A word-for-word repeat of all the data is the goal.

----- Data shown

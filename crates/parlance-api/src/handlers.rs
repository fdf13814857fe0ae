//! Route handlers.

use axum::extract::rejection::JsonRejection;
use axum::extract::State;
use axum::Json;
use parlance_dialog::{WebhookRequest, WebhookResponse};
use serde::{Deserialize, Serialize};
use tracing::Instrument;
use uuid::Uuid;

use crate::error::ApiError;
use crate::state::AppState;

#[derive(Debug, Serialize, Deserialize)]
pub struct HealthResponse {
    pub status: String,
    pub version: String,
    pub uptime_secs: u64,
    pub intents: u64,
    pub entities: u64,
}

/// POST /webhook - run the matched intent and answer in api.ai v1 format.
pub async fn webhook(
    State(state): State<AppState>,
    payload: Result<Json<WebhookRequest>, JsonRejection>,
) -> Result<Json<WebhookResponse>, ApiError> {
    let Json(request) = payload.map_err(|e| ApiError::BadRequest(e.body_text()))?;

    let request_id = Uuid::new_v4();
    let span = tracing::info_span!(
        "webhook",
        %request_id,
        session_id = %request.session_id
    );

    let outcome = state.assistant.handle(&request).instrument(span).await?;
    tracing::debug!(
        %request_id,
        intent = %outcome.intent,
        state = %outcome.state,
        "Webhook answered"
    );
    Ok(Json(outcome.to_webhook_response()))
}

/// GET /health - liveness plus the size of the declared catalog.
pub async fn health(State(state): State<AppState>) -> Json<HealthResponse> {
    let catalog = state.assistant.catalog();
    Json(HealthResponse {
        status: "healthy".to_string(),
        version: env!("CARGO_PKG_VERSION").to_string(),
        uptime_secs: state.uptime_secs(),
        intents: catalog.intents.len() as u64,
        entities: catalog.entities.len() as u64,
    })
}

----------

→ Response to this exercise:
filename crates/parlance-api/src/handlers.rs
repository fdf13814857fe0ae
//! Route handlers.

use axum::extract::rejection::JsonRejection;
use axum::extract::State;
use axum::Json;
use parlance_dialog::{WebhookRequest, WebhookResponse};
use serde::{Deserialize, Serialize};
use tracing::Instrument;
use uuid::Uuid;

use crate::error::ApiError;
use crate::state::AppState;

#[derive(Debug, Serialize, Deserialize)]
pub struct HealthResponse {
    pub status: String,
    pub version: String,
    pub uptime_secs: u64,
    pub intents: u64,
    pub entities: u64,
}

/// POST /webhook - run the matched intent and answer in api.ai v1 format.
pub async fn webhook(
    State(state): State<AppState>,
    payload: Result<Json<WebhookRequest>, JsonRejection>,
) -> Result<Json<WebhookResponse>, ApiError> {
    let Json(request) = payload.map_err(|e| ApiError::BadRequest(e.body_text()))?;

    let request_id = Uuid::new_v4();
    let span = tracing::info_span!(
        "webhook",
        %request_id,
        session_id = %request.session_id
    );

    let outcome = state.assistant.handle(&request).instrument(span).await?;
    tracing::debug!(
        %request_id,
        intent = %outcome.intent,
        state = %outcome.state,
        "Webhook answered"
    );
    Ok(Json(outcome.to_webhook_response()))
}

/// GET /health - liveness plus the size of the declared catalog.
pub async fn health(State(state): State<AppState>) -> Json<HealthResponse> {
    let catalog = state.assistant.catalog();
    Json(HealthResponse {
        status: "healthy".to_string(),
        version: env!("CARGO_PKG_VERSION").to_string(),
        uptime_secs: state.uptime_secs(),
        intents: catalog.intents.len() as u64,
        entities: catalog.entities.len() as u64,
    })
}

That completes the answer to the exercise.